▶ RECORDED INFORMATION:
//! Home directory preparation.

use std::fs;
use std::path::{Path, PathBuf};

use crate::engine::HomeLayout;
use crate::lifecycle::LifecycleError;

#[cfg(unix)]
const HOME_DIR_MODE: u32 = 0o755;

/// Resolve `home_dir` to an absolute path and make sure it exists.
pub fn prepare_home(home_dir: &str) -> Result<PathBuf, LifecycleError> {
    if home_dir.is_empty() {
        return Err(LifecycleError::EmptyHomeDir);
    }

    let home = std::path::absolute(home_dir).map_err(|source| {
        LifecycleError::HomeDirResolveFailed {
            path: PathBuf::from(home_dir),
            source,
        }
    })?;

    create_dir(&home).map_err(|source| LifecycleError::HomeDirCreateFailed {
        path: home.clone(),
        source,
    })?;

    Ok(home)
}

/// Create the directories the geo datasets live in. Population of the
/// datasets is up to the engine, so failures are only logged.
pub fn ensure_dataset_dirs(layout: &HomeLayout) {
    for dir in layout.dataset_dirs() {
        if let Err(e) = create_dir(&dir) {
            tracing::debug!(path = %dir.display(), error = %e, "Dataset directory not created");
        }
    }
}

fn create_dir(dir: &Path) -> std::io::Result<()> {
    let mut builder = fs::DirBuilder::new();
    builder.recursive(true);
    #[cfg(unix)]
    {
        use std::os::unix::fs::DirBuilderExt;
        builder.mode(HOME_DIR_MODE);
    }
    builder.create(dir)
}
//! Error kinds surfaced by lifecycle operations.

use std::path::PathBuf;

use crate::config::{ResolveError, StoreError};
use crate::engine::EngineError;

#[derive(Debug, thiserror::Error)]
pub enum LifecycleError {
    #[error("home directory is empty")]
    EmptyHomeDir,
    #[error("resolve home dir {} failed: {source}", path.display())]
    HomeDirResolveFailed {
        path: PathBuf,
        #[source]
        source: std::io::Error,
    },
    #[error("create home dir {} failed: {source}", path.display())]
    HomeDirCreateFailed {
        path: PathBuf,
        #[source]
        source: std::io::Error,
    },
    #[error("configuration is empty")]
    EmptyConfig,
    #[error("read config file {} failed: {source}", path.display())]
    ConfigReadFailed {
        path: PathBuf,
        #[source]
        source: std::io::Error,
    },
    #[error("persist config failed: {0}")]
    ConfigWriteFailed(#[source] StoreError),
    #[error("apply config failed: {0}")]
    ConfigApplyFailed(#[source] EngineError),
    #[error("proxy engine has not been started")]
    NotStarted,
    #[error("decode config failed: {0}")]
    Base64DecodeFailed(#[source] base64::DecodeError),
}

impl From<ResolveError> for LifecycleError {
    fn from(err: ResolveError) -> Self {
        match err {
            ResolveError::EmptyConfig => LifecycleError::EmptyConfig,
            ResolveError::ReadFailed { path, source } => {
                LifecycleError::ConfigReadFailed { path, source }
            }
        }
    }
}

impl From<StoreError> for LifecycleError {
    fn from(err: StoreError) -> Self {
        match err {
            StoreError::EmptyConfig => LifecycleError::EmptyConfig,
            other => LifecycleError::ConfigWriteFailed(other),
        }
    }
}
//! Configuration loading from disk.

use std::fs;
use std::path::Path;

use crate::config::schema::RuntimeConfig;
use crate::config::validation::{validate_config, ValidationError};

/// Error type for configuration loading.
#[derive(Debug, thiserror::Error)]
pub enum ConfigError {
    #[error("IO error: {0}")]
    Io(#[from] std::io::Error),
    #[error("Parse error: {0}")]
    Parse(#[from] toml::de::Error),
    #[error("Validation failed: {}", join_errors(.0))]
    Validation(Vec<ValidationError>),
}

fn join_errors(errors: &[ValidationError]) -> String {
    errors
        .iter()
        .map(ToString::to_string)
        .collect::<Vec<_>>()
        .join(", ")
}

/// Load and validate configuration from a TOML file.
pub fn load_config(path: &Path) -> Result<RuntimeConfig, ConfigError> {
    let content = fs::read_to_string(path)?;
    parse_config(&content)
}

/// Parse and validate configuration from TOML text.
pub fn parse_config(content: &str) -> Result<RuntimeConfig, ConfigError> {
    let config: RuntimeConfig = toml::from_str(content)?;

    validate_config(&config).map_err(ConfigError::Validation)?;

    Ok(config)
}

▶ THE PROBLEM: Set down the records once more, character for character.

▶ FINISHED EXERCISE:
//! Home directory preparation.

use std::fs;
use std::path::{Path, PathBuf};

use crate::engine::HomeLayout;
use crate::lifecycle::LifecycleError;

#[cfg(unix)]
const HOME_DIR_MODE: u32 = 0o755;

/// Resolve `home_dir` to an absolute path and make sure it exists.
pub fn prepare_home(home_dir: &str) -> Result<PathBuf, LifecycleError> {
    if home_dir.is_empty() {
        return Err(LifecycleError::EmptyHomeDir);
    }

    let home = std::path::absolute(home_dir).map_err(|source| {
        LifecycleError::HomeDirResolveFailed {
            path: PathBuf::from(home_dir),
            source,
        }
    })?;

    create_dir(&home).map_err(|source| LifecycleError::HomeDirCreateFailed {
        path: home.clone(),
        source,
    })?;

    Ok(home)
}

/// Create the directories the geo datasets live in. Population of the
/// datasets is up to the engine, so failures are only logged.
pub fn ensure_dataset_dirs(layout: &HomeLayout) {
    for dir in layout.dataset_dirs() {
        if let Err(e) = create_dir(&dir) {
            tracing::debug!(path = %dir.display(), error = %e, "Dataset directory not created");
        }
    }
}

fn create_dir(dir: &Path) -> std::io::Result<()> {
    let mut builder = fs::DirBuilder::new();
    builder.recursive(true);
    #[cfg(unix)]
    {
        use std::os::unix::fs::DirBuilderExt;
        builder.mode(HOME_DIR_MODE);
    }
    builder.create(dir)
}
//! Error kinds surfaced by lifecycle operations.

use std::path::PathBuf;

use crate::config::{ResolveError, StoreError};
use crate::engine::EngineError;

#[derive(Debug, thiserror::Error)]
pub enum LifecycleError {
    #[error("home directory is empty")]
    EmptyHomeDir,
    #[error("resolve home dir {} failed: {source}", path.display())]
    HomeDirResolveFailed {
        path: PathBuf,
        #[source]
        source: std::io::Error,
    },
    #[error("create home dir {} failed: {source}", path.display())]
    HomeDirCreateFailed {
        path: PathBuf,
        #[source]
        source: std::io::Error,
    },
    #[error("configuration is empty")]
    EmptyConfig,
    #[error("read config file {} failed: {source}", path.display())]
    ConfigReadFailed {
        path: PathBuf,
        #[source]
        source: std::io::Error,
    },
    #[error("persist config failed: {0}")]
    ConfigWriteFailed(#[source] StoreError),
    #[error("apply config failed: {0}")]
    ConfigApplyFailed(#[source] EngineError),
    #[error("proxy engine has not been started")]
    NotStarted,
    #[error("decode config failed: {0}")]
    Base64DecodeFailed(#[source] base64::DecodeError),
}

impl From<ResolveError> for LifecycleError {
    fn from(err: ResolveError) -> Self {
        match err {
            ResolveError::EmptyConfig => LifecycleError::EmptyConfig,
            ResolveError::ReadFailed { path, source } => {
                LifecycleError::ConfigReadFailed { path, source }
            }
        }
    }
}

impl From<StoreError> for LifecycleError {
    fn from(err: StoreError) -> Self {
        match err {
            StoreError::EmptyConfig => LifecycleError::EmptyConfig,
            other => LifecycleError::ConfigWriteFailed(other),
        }
    }
}
//! Configuration loading from disk.

use std::fs;
use std::path::Path;

use crate::config::schema::RuntimeConfig;
use crate::config::validation::{validate_config, ValidationError};

/// Error type for configuration loading.
#[derive(Debug, thiserror::Error)]
pub enum ConfigError {
    #[error("IO error: {0}")]
    Io(#[from] std::io::Error),
    #[error("Parse error: {0}")]
    Parse(#[from] toml::de::Error),
    #[error("Validation failed: {}", join_errors(.0))]
    Validation(Vec<ValidationError>),
}

fn join_errors(errors: &[ValidationError]) -> String {
    errors
        .iter()
        .map(ToString::to_string)
        .collect::<Vec<_>>()
        .join(", ")
}

/// Load and validate configuration from a TOML file.
pub fn load_config(path: &Path) -> Result<RuntimeConfig, ConfigError> {
    let content = fs::read_to_string(path)?;
    parse_config(&content)
}

/// Parse and validate configuration from TOML text.
pub fn parse_config(content: &str) -> Result<RuntimeConfig, ConfigError> {
    let config: RuntimeConfig = toml::from_str(content)?;

    validate_config(&config).map_err(ConfigError::Validation)?;

    Ok(config)
}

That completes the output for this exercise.